Equipos domésticos para purificar agua: Ósmosis

¿Alguna vez habéis escuchado el sistema Ósmosis? ¿Sabéis en qué consiste? La ósmosis inversa es un sistema de filtración doméstico del agua, que instalado debajo del fregadero de la cocina, nos da agua de excelente calidad, para beber, cocinar y lavar frutas y verduras por un pequeño grifo adicional.

Los sistemas de ósmosis inversa funcionan aprovechando las diferentes presiones osmóticas a ambos lados de una membrana. La propia presión del agua de red permite que el agua atraviese la membrana osmótica pasando al otro lado e impidiendo el paso de los contaminantes. De esta forma proporcionan agua limpia, más cristalina y con mejor sabor.

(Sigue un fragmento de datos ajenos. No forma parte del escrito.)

//! Severity levels shared by every backend and config field.

use logfacade_shared::{ErrorCode, ErrorEnvelope};
use serde::{Deserialize, Serialize};
use std::fmt;
use std::str::FromStr;

/// Canonical identifier for [`Severity::Debug`].
pub const DEBUG_LEVEL: &str = "debug";
/// Canonical identifier for [`Severity::Info`].
pub const INFO_LEVEL: &str = "info";
/// Canonical identifier for [`Severity::Warn`].
pub const WARN_LEVEL: &str = "warn";
/// Canonical identifier for [`Severity::Error`].
pub const ERROR_LEVEL: &str = "error";
/// Canonical identifier for [`Severity::Fatal`].
pub const FATAL_LEVEL: &str = "fatal";

/// Log severity, ordered by increasing urgency.
#[derive(Debug, Clone, Copy, PartialEq, Eq, PartialOrd, Ord, Hash, Serialize, Deserialize)]
#[serde(rename_all = "lowercase")]
pub enum Severity {
    /// Verbose diagnostics.
    Debug,
    /// Default level for normal operation.
    Info,
    /// Possible issues.
    #[serde(alias = "warning")]
    Warn,
    /// Failed operations.
    Error,
    /// Unrecoverable conditions; the process exits after logging.
    Fatal,
}

impl Severity {
    /// Every severity, least urgent first.
    pub const ALL: [Self; 5] = [
        Self::Debug,
        Self::Info,
        Self::Warn,
        Self::Error,
        Self::Fatal,
    ];

    /// Stable lowercase identifier.
    #[must_use]
    pub const fn as_str(self) -> &'static str {
        match self {
            Self::Debug => DEBUG_LEVEL,
            Self::Info => INFO_LEVEL,
            Self::Warn => WARN_LEVEL,
            Self::Error => ERROR_LEVEL,
            Self::Fatal => FATAL_LEVEL,
        }
    }

    /// Returns true when a record at `self` passes a `min` threshold.
    #[must_use]
    pub fn passes(self, min: Self) -> bool {
        self >= min
    }
}

impl fmt::Display for Severity {
    fn fmt(&self, formatter: &mut fmt::Formatter<'_>) -> fmt::Result {
        formatter.write_str(self.as_str())
    }
}

impl FromStr for Severity {
    type Err = ParseSeverityError;

    fn from_str(input: &str) -> Result<Self, Self::Err> {
        let normalized = input.trim().to_ascii_lowercase();
        match normalized.as_str() {
            DEBUG_LEVEL => Ok(Self::Debug),
            INFO_LEVEL => Ok(Self::Info),
            WARN_LEVEL | "warning" => Ok(Self::Warn),
            ERROR_LEVEL => Ok(Self::Error),
            FATAL_LEVEL => Ok(Self::Fatal),
            _ => Err(ParseSeverityError {
                input: input.to_string(),
            }),
        }
    }
}

/// A level string did not name a known severity.
#[derive(Debug, Clone, PartialEq, Eq, thiserror::Error)]
#[error("unknown log level: {input:?} (expected one of debug, info, warn, error, fatal)")]
pub struct ParseSeverityError {
    /// The rejected input.
    pub input: String,
}

impl From<ParseSeverityError> for ErrorEnvelope {
    fn from(error: ParseSeverityError) -> Self {
        let input = error.input.clone();
        Self::expected(ErrorCode::new("logger", "invalid_level"), error.to_string())
            .with_metadata("level", input)
    }
}

#[cfg(test)]
mod tests {
    use super::*;

    #[test]
    fn severities_are_ordered_by_urgency() {
        assert!(Severity::Debug < Severity::Info);
        assert!(Severity::Info < Severity::Warn);
        assert!(Severity::Warn < Severity::Error);
        assert!(Severity::Error < Severity::Fatal);
        assert!(Severity::Warn.passes(Severity::Warn));
        assert!(!Severity::Info.passes(Severity::Warn));
    }

    #[test]
    fn parse_is_case_insensitive_and_accepts_warning() {
        assert_eq!(" INFO ".parse::<Severity>(), Ok(Severity::Info));
        assert_eq!("Warning".parse::<Severity>(), Ok(Severity::Warn));
        assert_eq!("fatal".parse::<Severity>(), Ok(Severity::Fatal));
    }

    #[test]
    fn parse_rejects_unknown_levels() {
        let error = "verbose".parse::<Severity>().err();
        assert_eq!(
            error,
            Some(ParseSeverityError {
                input: "verbose".to_string()
            })
        );

        let envelope = ErrorEnvelope::from(ParseSeverityError {
            input: "panic".to_string(),
        });
        assert_eq!(envelope.code, ErrorCode::new("logger", "invalid_level"));
        assert_eq!(envelope.metadata.get("level").map(String::as_str), Some("panic"));
    }

    #[test]
    fn identifiers_are_stable() {
        let names: Vec<&str> = Severity::ALL.iter().map(|level| level.as_str()).collect();
        assert_eq!(names, ["debug", "info", "warn", "error", "fatal"]);
        for level in Severity::ALL {
            assert_eq!(level.to_string().parse::<Severity>(), Ok(level));
        }
    }

    #[test]
    fn serde_uses_lowercase_identifiers() -> Result<(), serde_json::Error> {
        assert_eq!(serde_json::to_string(&Severity::Error)?, "\"error\"");
        let parsed: Severity = serde_json::from_str("\"warning\"")?;
        assert_eq!(parsed, Severity::Warn);
        Ok(())
    }
}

Mediante su avanzado sistema de filtración, su efectividad como sistema de depuración está rondando de media el 95%, aunque este porcentaje no es homogéneo, sino que para cada contaminante el porcentaje de eficacia varía. Son sistemas normalmente compactos, que ocupan poco espacio y están diseñados para facilitar el cambio de filtros.

El equipo suele constar de varios filtros previos (sedimentos, carbón…) y una membrana osmótica. Estos filtros y la membrana se cambian periódicamente y, aunque se suele aconsejar la intervención de un técnico, muchos clientes realizan ellos mismos el cambio ya que esta diseñado para que el cambio sea sencillo.